I have been blessed. My mother is in her nineties now- that is as far as I am allowed to say and yet is still fairly hale and certainly very hearty.

My father passed away at seventy-nine with heart disease- he never smoked and seldom drank but by the time I was born and he was forty, my memory of him is of constant chest pains, breathlessness and the daily medications for angina.

He was a doctor and so I remember him phoning the hospital, asking for an ambulance and then going to lie quietly on the sofa until they arrived and then the paramedics would greet him like old friends, which they probably were. On one occasion, we were visiting him in hospital. He grinned at me, said, “Watch this,” and pulled the monitors off his chest, just so that the machines could shout that number four bed was having another cardiac arrest and for the nurses to come running. They always told him off and he would just laugh.

In their youth, both parents were manically active. We grew up with tales of them both cycling around Lancashire of a weekend and playing endless games of tennis, which is how they met. On their honeymoon, the first thing my father did was to take mum into a boot shop in Kendal and get her some boots so they could go mountain walking every day. She probably still has them somewhere.

When my father passed away, mum sprang into action and became an ardent fan of the Ramblers’ Association. They had emigrated to South Africa years before so every year, she would fly to the UK and then fly with the Ramblers’ to whichever holiday she had booked.

She has walked over most of Europe and the last one we did together was through a hurricane blowing across the Atlantic and arriving smartly and rather suddenly in Portugal. I think we only did twelve kilometers that day and she was about eighty-eight at the time.
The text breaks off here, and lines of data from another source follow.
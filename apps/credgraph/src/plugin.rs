//! # Collaborator Contracts
//!
//! The orchestrator does not fetch activity or compute cred itself. It talks
//! to two kinds of collaborators through these traits:
//!
//! - [`GraphSource`]: builds a [`Graph`] from one activity source (a version
//!   control host, a forum, ...). May do network I/O and caching.
//! - [`CredSolver`]: turns the merged graph into [`TimelineCred`].
//!
//! Everything a collaborator needs is passed explicitly: cache directory,
//! credential and source settings travel in [`SourceOptions`].

use crate::error::BoxError;
use crate::progress::ProgressReporter;
use async_trait::async_trait;
use credgraph_core::{CredConfig, Graph, TimelineCred, TimelineCredParameters};
use std::collections::BTreeMap;
use std::fmt;
use std::path::PathBuf;
use std::sync::Arc;

// =============================================================================
// CREDENTIALS
// =============================================================================

/// Named secrets available to sources (e.g. `GITHUB_TOKEN`).
///
/// `Debug` lists names only.
#[derive(Clone, Default)]
pub struct Credentials {
    secrets: BTreeMap<String, String>,
}

impl Credentials {
    /// No credentials.
    #[must_use]
    pub fn new() -> Self {
        Self::default()
    }

    /// Builder-style insert.
    #[must_use]
    pub fn with(mut self, name: impl Into<String>, secret: impl Into<String>) -> Self {
        self.insert(name, secret);
        self
    }

    /// Insert or replace a credential.
    pub fn insert(&mut self, name: impl Into<String>, secret: impl Into<String>) {
        self.secrets.insert(name.into(), secret.into());
    }

    /// Look up a credential by name.
    #[must_use]
    pub fn get(&self, name: &str) -> Option<&str> {
        self.secrets.get(name).map(String::as_str)
    }
}

impl fmt::Debug for Credentials {
    fn fmt(&self, f: &mut fmt::Formatter<'_>) -> fmt::Result {
        f.debug_set().entries(self.secrets.keys()).finish()
    }
}

// =============================================================================
// GRAPH SOURCES
// =============================================================================

/// Per-load inputs handed to a [`GraphSource`].
#[derive(Clone)]
pub struct SourceOptions {
    /// Directory the source may use for caches. Shared by all sources of a
    /// load; sources namespace their own files.
    pub cache_directory: PathBuf,
    /// The credential named by [`GraphSource::required_credential`], if any.
    pub credential: Option<String>,
    /// The source's section of the project configuration.
    pub settings: toml::Table,
}

impl fmt::Debug for SourceOptions {
    fn fmt(&self, f: &mut fmt::Formatter<'_>) -> fmt::Result {
        f.debug_struct("SourceOptions")
            .field("cache_directory", &self.cache_directory)
            .field("credential", &self.credential.as_ref().map(|_| "<redacted>"))
            .field("settings", &self.settings)
            .finish()
    }
}

/// Builds the graph for one activity source.
#[async_trait]
pub trait GraphSource: Send + Sync {
    /// Name of the source; matches its section in the project configuration.
    fn name(&self) -> &str;

    /// Name of the credential this source cannot run without.
    fn required_credential(&self) -> Option<&str> {
        None
    }

    /// Fetch (or read from cache) and build this source's graph.
    async fn load_graph(
        &self,
        options: SourceOptions,
        reporter: Arc<dyn ProgressReporter>,
    ) -> Result<Graph, BoxError>;
}

// =============================================================================
// SOLVER
// =============================================================================

/// Computes timeline cred for a graph.
///
/// From the orchestrator's point of view this is a pure function of its
/// three inputs, awaited once.
#[async_trait]
pub trait CredSolver: Send + Sync {
    /// Distribute cred over the graph's nodes, per interval.
    async fn compute_cred(
        &self,
        graph: &Graph,
        params: &TimelineCredParameters,
        config: &CredConfig,
    ) -> Result<TimelineCred, BoxError>;
}
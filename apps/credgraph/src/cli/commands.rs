//! # CLI Command Implementations
//!
//! This module contains the actual implementations of CLI commands.

use super::{AddressKindArg, ClearTarget};
use credgraph::config::ProjectConfig;
use credgraph::error::LoadError;
use credgraph::project::{ClearScope, ProjectDirectory};
use credgraph_core::{
    AnyAddress, ArtifactFormat, CredError, Graph, Kind, NodeAddress, WireAddress,
    formats::{decode_graph, decode_timeline_cred, encode_graph, filtered_to_json},
    primitives::MAX_ARTIFACT_SIZE,
};
use std::path::{Path, PathBuf};
use tracing::info;

// =============================================================================
// FILE HELPERS
// =============================================================================

/// Artifact format implied by a file name: `.bin` is binary, anything else JSON.
fn format_for(path: &Path) -> ArtifactFormat {
    match path.extension().and_then(|e| e.to_str()) {
        Some("bin") => ArtifactFormat::Binary,
        _ => ArtifactFormat::Json,
    }
}

/// Read an artifact, refusing files over the artifact size limit.
async fn read_artifact(path: &Path) -> Result<Vec<u8>, LoadError> {
    let metadata = tokio::fs::metadata(path)
        .await
        .map_err(|e| LoadError::io(path, e))?;
    if metadata.len() > MAX_ARTIFACT_SIZE as u64 {
        return Err(LoadError::Core(CredError::DeserializationError(format!(
            "File size {} bytes exceeds maximum allowed {} bytes",
            metadata.len(),
            MAX_ARTIFACT_SIZE
        ))));
    }
    tokio::fs::read(path).await.map_err(|e| LoadError::io(path, e))
}

async fn write_output(path: &Path, bytes: Vec<u8>) -> Result<(), LoadError> {
    tokio::fs::write(path, bytes)
        .await
        .map_err(|e| LoadError::io(path, e))
}

/// Parse a `/`-separated prefix. The empty string is the empty prefix.
fn parse_prefix(raw: &str) -> Result<NodeAddress, CredError> {
    if raw.is_empty() {
        return Ok(NodeAddress::empty());
    }
    NodeAddress::from_parts(raw.split('/'))
}

// =============================================================================
// PROJECT COMMAND
// =============================================================================

/// Validate a project file and create its directory.
pub async fn cmd_project(
    directory: &ProjectDirectory,
    config_path: &Path,
    json_mode: bool,
) -> Result<(), LoadError> {
    let config = ProjectConfig::load(config_path)?;
    // Building these validates every configured address.
    let params = config.params()?;
    let cred_config = config.cred_config()?;

    let project = config.project();
    let project_dir = directory.setup(&project).await?;
    info!(project = %project.id, path = %project_dir.display(), "project ready");

    if json_mode {
        let output = serde_json::json!({
            "id": project.id,
            "directory": project_dir.display().to_string(),
            "format": config.format,
            "sources": project.sources.keys().collect::<Vec<_>>(),
            "alpha": params.alpha,
            "interval_decay": params.interval_decay,
            "filter_prefixes": cred_config.filter_node_prefixes.len(),
        });
        println!("{output}");
    } else {
        println!("Project:    {}", project.id);
        println!("Directory:  {}", project_dir.display());
        println!("Format:     {}", config.format.extension());
        println!(
            "Sources:    {}",
            project.sources.keys().cloned().collect::<Vec<_>>().join(", ")
        );
        println!("Alpha:      {}", params.alpha);
        println!("Decay:      {}", params.interval_decay);
    }
    Ok(())
}

// =============================================================================
// MERGE COMMAND
// =============================================================================

/// Merge graph files into one.
pub async fn cmd_merge(inputs: &[PathBuf], output: &Path, json_mode: bool) -> Result<(), LoadError> {
    let mut graphs = Vec::with_capacity(inputs.len());
    for input in inputs {
        let bytes = read_artifact(input).await?;
        graphs.push(decode_graph(&bytes, format_for(input))?);
    }

    let merged = Graph::merge(&graphs)?;
    write_output(output, encode_graph(&merged, format_for(output))?).await?;
    info!(
        inputs = inputs.len(),
        nodes = merged.node_count(),
        edges = merged.edge_count(),
        "merged graphs"
    );

    if json_mode {
        let summary = serde_json::json!({
            "output": output.display().to_string(),
            "nodes": merged.node_count(),
            "edges": merged.edge_count(),
        });
        println!("{summary}");
    } else {
        println!(
            "Merged {} graphs into {} ({} nodes, {} edges)",
            inputs.len(),
            output.display(),
            merged.node_count(),
            merged.edge_count()
        );
    }
    Ok(())
}

// =============================================================================
// FILTER COMMAND
// =============================================================================

/// Filter timeline cred by node prefixes.
pub async fn cmd_filter(
    cred_path: &Path,
    raw_prefixes: &[String],
    config_path: Option<&Path>,
    output: Option<&Path>,
    top: Option<usize>,
) -> Result<(), LoadError> {
    let prefixes = if !raw_prefixes.is_empty() {
        raw_prefixes
            .iter()
            .map(|raw| parse_prefix(raw))
            .collect::<Result<Vec<_>, _>>()?
    } else if let Some(config_path) = config_path {
        ProjectConfig::load(config_path)?
            .cred_config()?
            .filter_node_prefixes
    } else {
        return Err(LoadError::Config(
            "no prefixes: pass --prefix or --config".to_string(),
        ));
    };

    let bytes = read_artifact(cred_path).await?;
    let cred = decode_timeline_cred(&bytes, format_for(cred_path))?;
    let filtered = cred.filter(&prefixes)?;
    info!(
        prefixes = prefixes.len(),
        nodes = filtered.address_to_cred().len(),
        "filtered timeline cred"
    );

    if let Some(limit) = top {
        for (address, total) in filtered.cred_sorted().into_iter().take(limit) {
            println!("{total:>12.4}  {address}");
        }
        return Ok(());
    }

    let json = filtered_to_json(&filtered)?;
    match output {
        Some(path) => write_output(path, json).await,
        None => {
            println!("{}", String::from_utf8_lossy(&json));
            Ok(())
        }
    }
}

// =============================================================================
// CLEAR COMMAND
// =============================================================================

/// Remove data under the root directory.
pub async fn cmd_clear(
    directory: &ProjectDirectory,
    target: ClearTarget,
    id: Option<String>,
) -> Result<(), LoadError> {
    let scope = match (target, id) {
        (ClearTarget::All, _) => ClearScope::All,
        (ClearTarget::Cache, _) => ClearScope::Cache,
        (ClearTarget::Project, Some(id)) => ClearScope::Project(id),
        (ClearTarget::Project, None) => {
            return Err(LoadError::Config(
                "clearing a project requires --id".to_string(),
            ));
        }
    };
    directory.clear(&scope).await?;
    info!(root = %directory.root().display(), ?scope, "cleared");
    Ok(())
}

// =============================================================================
// ADDRESS COMMAND
// =============================================================================

/// Print the display form and wire form of an address.
pub fn cmd_address(kind: AddressKindArg, parts: &[String], json_mode: bool) -> Result<(), LoadError> {
    let kind = match kind {
        AddressKindArg::Node => Kind::Node,
        AddressKindArg::Edge => Kind::Edge,
    };
    let address = AnyAddress::make(kind, parts)?;
    let wire = WireAddress::from(&address);

    if json_mode {
        let json = serde_json::to_string(&wire)
            .map_err(|e| LoadError::Core(CredError::SerializationError(e.to_string())))?;
        println!("{json}");
    } else {
        println!("Address:  {}", address.to_display_string(kind)?);
        println!("Parts:    {}", address.to_parts().len());
        println!("Encoded:  {:?}", address.encoded());
    }
    Ok(())
}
So yes, I have been blessed. She has been able to remain in her home, living independently for all this time. Admittedly, my brother and his son have shared the house with her and kept an eye, driving her places if she needs something. She still drives and my brother has told me that the month my mum’s car does’nt appear in the panel beaters is a sad time for the owner.

But things change and we don’t like change. We like the comfort and security of pattern and repetition for the most part. My brother has retired and moved away, to live a life she wouldn’t approve of, I suspect. My nephew is still there but also due to move out, as he should. He too, needs to live his life.

So what to do about mum? All that spirit, determination and energy also has a downside and she is proving to be stubborn and unrealistic. Last week she heated cooking oil (who still does that?) and forgot and the whole thing caught fire. Luckily, my nephew was able to help. She has now forgotten that that happened and heated oil again this week.

Every week I ring her and try to encourage her, very gently to look at retirement villages. She would love one, I am sure. She would join in with all the activities and do her special tinkly laugh at the gentle flirting and banter between residents. I am also trying to encourage her to buy new inventions called ready-roasted potatoes and oven-chips. She’s resisting.

I know how lucky her three children have been- I used to travel 3 hours to see my father-in-law in a home and he would not recognise us. Mum has remained constant- so positive and happy but difficult decisions are ahead so I keep phoning from so far away, persistently asking her to look at retirement villages, getting a smoke alarm fitted, and buying some damn ready-roasted potatoes.